En esos primeros años de la dictadura no se podía decir que no hubiese dinero. El dinero circulaba copiosamente y a gran velocidad, pero terminó acumulado en unos pocos bolsillos. Y nunca sirvió para poner en marcha la economía, para crear riqueza, sino, justamente, para aniquilarla.
Poco después se vio que toda esa aparente abundancia no era sino cartón pintado. La plata dulce se esfumó. Vinieron los tiempos duros. Muchos empresarios cerraron sus fábricas porque no podían competir con los artículos importados. Y los argentinos tomamos conciencia, de pronto, de que debíamos tanto pero tanto dinero a los bancos extranjeros que casi ni podíamos decirnos dueños de lo que era nuestro.
Fueron épocas muy tristes. La mayor parte de la gente se encerraba en su casa y trataba de desentenderse de todo. No se reunían con otros, no participaban, no daban opiniones. Entre aterrados y desilusionados, hacían de cuenta que el país no era cuestión de ellos. Estaba prohibido hacer política, además la censura mandaba. No había protestas, ni arengas, ni huelgas. Todo parecía muerto, quieto. Pero muy pronto algo empezó a moverse.
Los primeros en reaccionar fueron los que se animaron a hablar en voz alta del terror secreto, y a exigir que los desaparecidos volvieran a aparecer, y vivos, como se los habían llevado de las casas. En primer lugar, las madres de los secuestrados. Durante todos esos años habían peregrinado de un lado a otro en busca de sus hijos y ahora cambiaban de estrategia, hacían público su reclamo, se mostraban, pedían cuentas, “manifestaban”, algo que parecía olvidado en la Argentina. Jueves a jueves, cubierta la cabeza con un pañuelo blanco, daban vueltas a la pirámide que hay en Plaza de Mayo, para exigir la atención de los asesinos. Simplemente estaban allí, no faltaban nunca, y su presencia era una terrible forma de denuncia.

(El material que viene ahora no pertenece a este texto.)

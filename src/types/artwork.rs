//! Artwork - the editable document.
//!
//! An artwork is an ordered stack of layers (index 0 is the bottom) plus a
//! list of frame timings. Every layer holds exactly one slot per frame.
//!
//! Structural operations never fail. When an operation is not allowed
//! (deleting the last layer, deleting the only frame, an index out of
//! range) it leaves the artwork untouched and returns `false`.

use serde::{Deserialize, Serialize};

use super::{BlendMode, Layer};

/// Frame duration used for new artworks, in milliseconds.
pub const DEFAULT_FRAME_DURATION: u32 = 100;

/// Timing for one frame index.
#[derive(Debug, Clone, Copy, PartialEq, Eq, Serialize, Deserialize)]
pub struct Frame {
    /// How long the frame is shown during playback, in milliseconds.
    pub duration: u32,
}

impl Default for Frame {
    fn default() -> Self {
        Self {
            duration: DEFAULT_FRAME_DURATION,
        }
    }
}

/// A layered, framed pixel document.
#[derive(Debug, Clone, PartialEq)]
pub struct Artwork {
    id: String,
    width: u32,
    height: u32,
    layers: Vec<Layer>,
    frames: Vec<Frame>,
}

impl Artwork {
    /// Create an artwork with one empty layer and one frame.
    pub fn new(id: impl Into<String>, width: u32, height: u32) -> Self {
        Self {
            id: id.into(),
            width,
            height,
            layers: vec![Layer::new("Layer 1", 1)],
            frames: vec![Frame::default()],
        }
    }

    /// Assemble an artwork from parts, reconciling every layer's frame slots.
    ///
    /// At least one layer and one frame are always present afterwards.
    pub fn from_parts(
        id: impl Into<String>,
        width: u32,
        height: u32,
        layers: Vec<Layer>,
        frames: Vec<Frame>,
    ) -> Self {
        let mut artwork = Self {
            id: id.into(),
            width,
            height,
            layers,
            frames,
        };
        if artwork.frames.is_empty() {
            artwork.frames.push(Frame::default());
        }
        if artwork.layers.is_empty() {
            artwork.layers.push(Layer::new("Layer 1", 0));
        }
        artwork.validate();
        artwork
    }

    /// Unique identifier, used as the store key.
    pub fn id(&self) -> &str {
        &self.id
    }

    pub(crate) fn set_id(&mut self, id: impl Into<String>) {
        self.id = id.into();
    }

    /// Canvas width in pixels.
    pub fn width(&self) -> u32 {
        self.width
    }

    /// Canvas height in pixels.
    pub fn height(&self) -> u32 {
        self.height
    }

    /// Get the dimensions as (width, height).
    pub fn size(&self) -> (u32, u32) {
        (self.width, self.height)
    }

    /// Layers, bottom first.
    pub fn layers(&self) -> &[Layer] {
        &self.layers
    }

    pub fn layer(&self, index: usize) -> Option<&Layer> {
        self.layers.get(index)
    }

    pub fn layer_mut(&mut self, index: usize) -> Option<&mut Layer> {
        self.layers.get_mut(index)
    }

    pub fn layer_count(&self) -> usize {
        self.layers.len()
    }

    /// Frame timings; `frames()[0]` is frame 1.
    pub fn frames(&self) -> &[Frame] {
        &self.frames
    }

    /// Timing of a 1-based frame index.
    pub fn frame(&self, index: usize) -> Option<&Frame> {
        index.checked_sub(1).and_then(|i| self.frames.get(i))
    }

    pub fn frame_count(&self) -> usize {
        self.frames.len()
    }

    fn has_frame(&self, index: usize) -> bool {
        index >= 1 && index <= self.frames.len()
    }

    /// Append `Layer N` on top. Returns the new layer's index.
    pub fn add_layer(&mut self) -> usize {
        let name = format!("Layer {}", self.layers.len() + 1);
        self.layers.push(Layer::new(name, self.frames.len()));
        tracing::debug!(id = %self.id, layers = self.layers.len(), "added layer");
        self.layers.len() - 1
    }

    /// Insert a deep copy of a layer directly above it.
    pub fn duplicate_layer(&mut self, index: usize) -> bool {
        let Some(layer) = self.layers.get(index) else {
            return false;
        };
        let mut copy = layer.deep_clone();
        copy.name = format!("{} copy", layer.name);
        self.layers.insert(index + 1, copy);
        true
    }

    /// Swap a layer with the one above it.
    pub fn move_layer_up(&mut self, index: usize) -> bool {
        if index + 1 >= self.layers.len() {
            return false;
        }
        self.layers.swap(index, index + 1);
        true
    }

    /// Swap a layer with the one below it.
    pub fn move_layer_down(&mut self, index: usize) -> bool {
        if index == 0 || index >= self.layers.len() {
            return false;
        }
        self.layers.swap(index, index - 1);
        true
    }

    /// Remove a layer. The last remaining layer cannot be deleted.
    pub fn delete_layer(&mut self, index: usize) -> bool {
        if self.layers.len() <= 1 || index >= self.layers.len() {
            return false;
        }
        self.layers.remove(index);
        tracing::debug!(id = %self.id, index, "deleted layer");
        true
    }

    /// Append a frame reusing the last frame's duration. Returns the new frame index.
    pub fn add_frame(&mut self) -> usize {
        let timing = self.frames.last().copied().unwrap_or_default();
        self.frames.push(timing);
        for layer in &mut self.layers {
            layer.push_slot();
        }
        self.validate();
        self.frames.len()
    }

    /// Insert a copy of a frame right after it, shifting later frames up.
    pub fn duplicate_frame(&mut self, index: usize) -> bool {
        if !self.has_frame(index) {
            return false;
        }
        let timing = self.frames[index - 1];
        self.frames.insert(index, timing);
        for layer in &mut self.layers {
            layer.duplicate_slot(index);
        }
        self.validate();
        true
    }

    /// Remove a frame, shifting later frames down. The only frame cannot be deleted.
    pub fn delete_frame(&mut self, index: usize) -> bool {
        if self.frames.len() <= 1 || !self.has_frame(index) {
            return false;
        }
        self.frames.remove(index - 1);
        for layer in &mut self.layers {
            layer.remove_slot(index);
        }
        self.validate();
        tracing::debug!(id = %self.id, index, "deleted frame");
        true
    }

    /// Set a frame's duration in milliseconds (at least 1).
    pub fn set_frame_duration(&mut self, index: usize, duration: u32) -> bool {
        match index.checked_sub(1).and_then(|i| self.frames.get_mut(i)) {
            Some(frame) => {
                frame.duration = duration.max(1);
                true
            }
            None => false,
        }
    }

    pub fn toggle_lock(&mut self, index: usize) -> bool {
        self.update_layer(index, |layer| layer.locked = !layer.locked)
    }

    pub fn toggle_visibility(&mut self, index: usize) -> bool {
        self.update_layer(index, |layer| layer.visible = !layer.visible)
    }

    pub fn rename_layer(&mut self, index: usize, name: impl Into<String>) -> bool {
        let name = name.into();
        self.update_layer(index, |layer| layer.name = name)
    }

    pub fn set_opacity(&mut self, index: usize, opacity: u8) -> bool {
        self.update_layer(index, |layer| layer.set_opacity(opacity))
    }

    pub fn set_blend_mode(&mut self, index: usize, mode: BlendMode) -> bool {
        self.update_layer(index, |layer| layer.blend_mode = mode)
    }

    fn update_layer(&mut self, index: usize, f: impl FnOnce(&mut Layer)) -> bool {
        match self.layers.get_mut(index) {
            Some(layer) => {
                f(layer);
                true
            }
            None => false,
        }
    }

    /// Reconcile every layer to exactly one slot per frame index.
    ///
    /// Missing slots become empty, slots past the frame count are dropped.
    pub fn validate(&mut self) {
        let count = self.frames.len();
        for layer in &mut self.layers {
            if layer.frame_count() != count {
                tracing::debug!(layer = %layer.name, from = layer.frame_count(), to = count, "reconciled frame slots");
                layer.reconcile(count);
            }
        }
    }
}

#[cfg(test)]
mod tests {
    use super::*;
    use crate::types::Colour;
    use pretty_assertions::assert_eq;

    fn painted(artwork: &mut Artwork, layer: usize, frame: usize, colour: Colour) {
        let (w, h) = artwork.size();
        artwork
            .layer_mut(layer)
            .unwrap()
            .frame_or_blank(frame, w, h)
            .unwrap()
            .set_pixel(0, 0, colour);
    }

    fn pixel(artwork: &Artwork, layer: usize, frame: usize) -> Option<Colour> {
        artwork.layer(layer)?.frame(frame).map(|b| b.get_pixel(0, 0))
    }

    fn names(artwork: &Artwork) -> Vec<&str> {
        artwork.layers().iter().map(|l| l.name.as_str()).collect()
    }

    #[test]
    fn test_new_artwork() {
        let artwork = Artwork::new("abc", 16, 8);
        assert_eq!(artwork.id(), "abc");
        assert_eq!(artwork.size(), (16, 8));
        assert_eq!(artwork.layer_count(), 1);
        assert_eq!(artwork.frame_count(), 1);
        assert_eq!(artwork.frame(1).unwrap().duration, DEFAULT_FRAME_DURATION);
    }

    #[test]
    fn test_add_layer_names_and_slots() {
        let mut artwork = Artwork::new("a", 4, 4);
        artwork.add_frame();
        let index = artwork.add_layer();
        assert_eq!(index, 1);
        assert_eq!(names(&artwork), vec!["Layer 1", "Layer 2"]);
        assert_eq!(artwork.layer(1).unwrap().frame_count(), 2);
    }

    #[test]
    fn test_duplicate_layer_is_deep_and_above() {
        let mut artwork = Artwork::new("a", 2, 2);
        artwork.add_layer();
        painted(&mut artwork, 0, 1, Colour::WHITE);

        assert!(artwork.duplicate_layer(0));
        assert_eq!(names(&artwork), vec!["Layer 1", "Layer 1 copy", "Layer 2"]);
        assert_eq!(pixel(&artwork, 1, 1), Some(Colour::WHITE));

        painted(&mut artwork, 0, 1, Colour::BLACK);
        assert_eq!(pixel(&artwork, 1, 1), Some(Colour::WHITE));
        assert!(!artwork.duplicate_layer(9));
    }

    #[test]
    fn test_move_layer_boundaries() {
        let mut artwork = Artwork::new("a", 1, 1);
        artwork.add_layer();
        assert!(!artwork.move_layer_up(1));
        assert!(!artwork.move_layer_down(0));
        assert!(artwork.move_layer_up(0));
        assert_eq!(names(&artwork), vec!["Layer 2", "Layer 1"]);
        assert!(artwork.move_layer_down(1));
        assert_eq!(names(&artwork), vec!["Layer 1", "Layer 2"]);
    }

    #[test]
    fn test_delete_last_layer_is_rejected() {
        let mut artwork = Artwork::new("a", 1, 1);
        assert!(!artwork.delete_layer(0));
        assert_eq!(artwork.layer_count(), 1);

        artwork.add_layer();
        assert!(artwork.delete_layer(0));
        assert_eq!(names(&artwork), vec!["Layer 2"]);
    }

    #[test]
    fn test_add_frame_copies_last_duration() {
        let mut artwork = Artwork::new("a", 1, 1);
        artwork.set_frame_duration(1, 250);
        assert_eq!(artwork.add_frame(), 2);
        assert_eq!(artwork.frame(2).unwrap().duration, 250);
        assert!(!artwork.layer(0).unwrap().has_frame(2));
    }

    #[test]
    fn test_duplicate_frame_shifts_later_frames() {
        let mut artwork = Artwork::new("a", 1, 1);
        artwork.add_frame();
        painted(&mut artwork, 0, 1, Colour::WHITE);
        painted(&mut artwork, 0, 2, Colour::BLACK);

        assert!(artwork.duplicate_frame(1));
        assert_eq!(artwork.frame_count(), 3);
        assert_eq!(pixel(&artwork, 0, 1), Some(Colour::WHITE));
        assert_eq!(pixel(&artwork, 0, 2), Some(Colour::WHITE));
        assert_eq!(pixel(&artwork, 0, 3), Some(Colour::BLACK));

        painted(&mut artwork, 0, 2, Colour::rgb(1, 2, 3));
        assert_eq!(pixel(&artwork, 0, 1), Some(Colour::WHITE));
        assert!(!artwork.duplicate_frame(4));
    }

    #[test]
    fn test_delete_only_frame_is_rejected() {
        let mut artwork = Artwork::new("a", 1, 1);
        assert!(!artwork.delete_frame(1));
        assert_eq!(artwork.frame_count(), 1);
    }

    #[test]
    fn test_delete_frame_out_of_range_is_rejected() {
        let mut artwork = Artwork::new("a", 1, 1);
        artwork.add_frame();
        assert!(!artwork.delete_frame(0));
        assert!(!artwork.delete_frame(3));
        assert_eq!(artwork.frame_count(), 2);
    }

    #[test]
    fn test_delete_frame_closes_gap() {
        let mut artwork = Artwork::new("a", 1, 1);
        artwork.add_frame();
        artwork.add_frame();
        painted(&mut artwork, 0, 3, Colour::WHITE);

        assert!(artwork.delete_frame(2));
        assert_eq!(artwork.frame_count(), 2);
        assert_eq!(pixel(&artwork, 0, 2), Some(Colour::WHITE));
        assert_eq!(artwork.layer(0).unwrap().frame_count(), 2);
    }

    #[test]
    fn test_add_then_delete_frame_restores_state() {
        let mut artwork = Artwork::new("a", 2, 2);
        artwork.add_layer();
        painted(&mut artwork, 0, 1, Colour::WHITE);
        painted(&mut artwork, 1, 1, Colour::rgb(9, 9, 9));
        let before = artwork.clone();

        let index = artwork.add_frame();
        assert!(artwork.delete_frame(index));

        assert_eq!(artwork, before);
    }

    #[test]
    fn test_layer_field_updates() {
        let mut artwork = Artwork::new("a", 1, 1);
        assert!(artwork.toggle_lock(0));
        assert!(artwork.toggle_visibility(0));
        assert!(artwork.rename_layer(0, "Ink"));
        assert!(artwork.set_opacity(0, 55));
        assert!(artwork.set_blend_mode(0, BlendMode::Multiply));

        let layer = artwork.layer(0).unwrap();
        assert!(layer.locked);
        assert!(!layer.visible);
        assert_eq!(layer.name, "Ink");
        assert_eq!(layer.opacity(), 55);
        assert_eq!(layer.blend_mode, BlendMode::Multiply);

        assert!(!artwork.toggle_lock(3));
    }

    #[test]
    fn test_from_parts_reconciles_slots() {
        let short = Layer::new("short", 1);
        let long = Layer::new("long", 5);
        let artwork = Artwork::from_parts("a", 1, 1, vec![short, long], vec![Frame::default(); 3]);
        for layer in artwork.layers() {
            assert_eq!(layer.frame_count(), 3);
        }
    }

    #[test]
    fn test_from_parts_never_empty() {
        let artwork = Artwork::from_parts("a", 1, 1, vec![], vec![]);
        assert_eq!(artwork.layer_count(), 1);
        assert_eq!(artwork.frame_count(), 1);
        assert_eq!(artwork.layer(0).unwrap().frame_count(), 1);
    }
}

Fueron muy valientes –reclamar era peligrosísimo en esos tiempos-, pero su valentía fue recompensada ampliamente: no sólo la Argentina sino en el mundo entero los pañuelos blancos de las Madres de Plaza de Mayo terminaron siendo un símbolo, la señal de que, las que estaban debajo de ellos, iban a defender fervorosamente los derechos humanos, esos derechos que todos tenemos por el solo hecho de ser personas y que nadie, ningún golpista, ningún torturador, ningún asesino, tiene derecho a quitarnos. (…)
Seguiremos teniendo problemas, seguramente. Los tenemos. La deuda externa. La pobreza. Los poderosos que no quieren perder poder aunque para eso haya que aplastar a otros. Los violentos que hablan de aniquilar a cualquiera que opine diferente. Los que se miran el ombligo. Los obsecuentes. Los corruptos que sólo piensan en llenarse los bolsillos, los intereses contrapuestos. Todo sigue ahí, pero estamos vivos, y podemos discutir lo que nos pasa cara a cara y en voz alta.